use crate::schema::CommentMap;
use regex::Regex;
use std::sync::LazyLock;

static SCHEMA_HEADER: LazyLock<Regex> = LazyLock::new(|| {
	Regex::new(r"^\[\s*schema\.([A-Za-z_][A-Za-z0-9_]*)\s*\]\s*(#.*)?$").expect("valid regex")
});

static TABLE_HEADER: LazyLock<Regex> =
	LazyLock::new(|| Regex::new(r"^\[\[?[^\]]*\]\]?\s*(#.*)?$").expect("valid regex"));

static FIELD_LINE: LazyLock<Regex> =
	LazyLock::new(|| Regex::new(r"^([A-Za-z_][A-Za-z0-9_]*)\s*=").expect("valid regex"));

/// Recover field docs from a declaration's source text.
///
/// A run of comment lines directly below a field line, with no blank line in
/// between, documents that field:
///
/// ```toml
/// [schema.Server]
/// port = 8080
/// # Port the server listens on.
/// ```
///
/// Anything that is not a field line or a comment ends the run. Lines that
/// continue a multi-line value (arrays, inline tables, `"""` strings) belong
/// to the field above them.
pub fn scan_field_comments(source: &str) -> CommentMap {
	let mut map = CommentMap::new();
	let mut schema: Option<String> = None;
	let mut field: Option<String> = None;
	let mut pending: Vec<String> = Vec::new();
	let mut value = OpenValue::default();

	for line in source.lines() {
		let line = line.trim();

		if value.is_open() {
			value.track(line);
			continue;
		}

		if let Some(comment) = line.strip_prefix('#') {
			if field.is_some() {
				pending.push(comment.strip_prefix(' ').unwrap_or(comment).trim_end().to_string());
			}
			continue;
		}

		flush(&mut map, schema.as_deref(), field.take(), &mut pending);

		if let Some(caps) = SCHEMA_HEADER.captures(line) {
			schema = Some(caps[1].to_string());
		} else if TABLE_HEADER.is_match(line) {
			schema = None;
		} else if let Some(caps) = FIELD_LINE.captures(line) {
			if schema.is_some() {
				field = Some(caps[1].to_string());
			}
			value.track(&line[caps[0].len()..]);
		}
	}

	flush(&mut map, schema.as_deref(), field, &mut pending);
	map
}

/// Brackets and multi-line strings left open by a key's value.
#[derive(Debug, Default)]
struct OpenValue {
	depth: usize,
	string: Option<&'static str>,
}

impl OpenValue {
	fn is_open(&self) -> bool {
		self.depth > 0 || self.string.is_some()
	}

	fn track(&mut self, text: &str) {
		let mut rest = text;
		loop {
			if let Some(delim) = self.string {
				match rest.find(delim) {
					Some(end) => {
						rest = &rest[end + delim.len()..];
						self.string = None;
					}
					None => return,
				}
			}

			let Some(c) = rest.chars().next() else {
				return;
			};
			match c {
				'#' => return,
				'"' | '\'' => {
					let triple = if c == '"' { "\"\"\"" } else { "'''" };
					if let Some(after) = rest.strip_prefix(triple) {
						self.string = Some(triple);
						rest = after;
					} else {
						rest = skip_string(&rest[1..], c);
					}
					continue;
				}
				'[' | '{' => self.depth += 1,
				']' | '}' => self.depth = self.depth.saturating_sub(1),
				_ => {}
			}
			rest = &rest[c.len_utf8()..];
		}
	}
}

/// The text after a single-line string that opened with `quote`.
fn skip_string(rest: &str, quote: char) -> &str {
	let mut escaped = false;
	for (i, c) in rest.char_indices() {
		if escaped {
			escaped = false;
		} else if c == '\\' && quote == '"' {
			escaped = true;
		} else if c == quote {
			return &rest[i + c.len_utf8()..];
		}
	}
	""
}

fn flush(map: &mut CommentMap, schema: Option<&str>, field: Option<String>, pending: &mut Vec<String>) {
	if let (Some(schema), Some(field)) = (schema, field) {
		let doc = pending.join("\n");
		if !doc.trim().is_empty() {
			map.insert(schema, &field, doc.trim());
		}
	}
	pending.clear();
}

What is required
Restate verbatim the first line above and all lines after it through the line containing "let mut schema: Option<String> = None;"; omit the rest.

Response box
use crate::schema::CommentMap;
use regex::Regex;
use std::sync::LazyLock;

static SCHEMA_HEADER: LazyLock<Regex> = LazyLock::new(|| {
	Regex::new(r"^\[\s*schema\.([A-Za-z_][A-Za-z0-9_]*)\s*\]\s*(#.*)?$").expect("valid regex")
});

static TABLE_HEADER: LazyLock<Regex> =
	LazyLock::new(|| Regex::new(r"^\[\[?[^\]]*\]\]?\s*(#.*)?$").expect("valid regex"));

static FIELD_LINE: LazyLock<Regex> =
	LazyLock::new(|| Regex::new(r"^([A-Za-z_][A-Za-z0-9_]*)\s*=").expect("valid regex"));

/// Recover field docs from a declaration's source text.
///
/// A run of comment lines directly below a field line, with no blank line in
/// between, documents that field:
///
/// ```toml
/// [schema.Server]
/// port = 8080
/// # Port the server listens on.
/// ```
///
/// Anything that is not a field line or a comment ends the run. Lines that
/// continue a multi-line value (arrays, inline tables, `"""` strings) belong
/// to the field above them.
pub fn scan_field_comments(source: &str) -> CommentMap {
	let mut map = CommentMap::new();
	let mut schema: Option<String> = None;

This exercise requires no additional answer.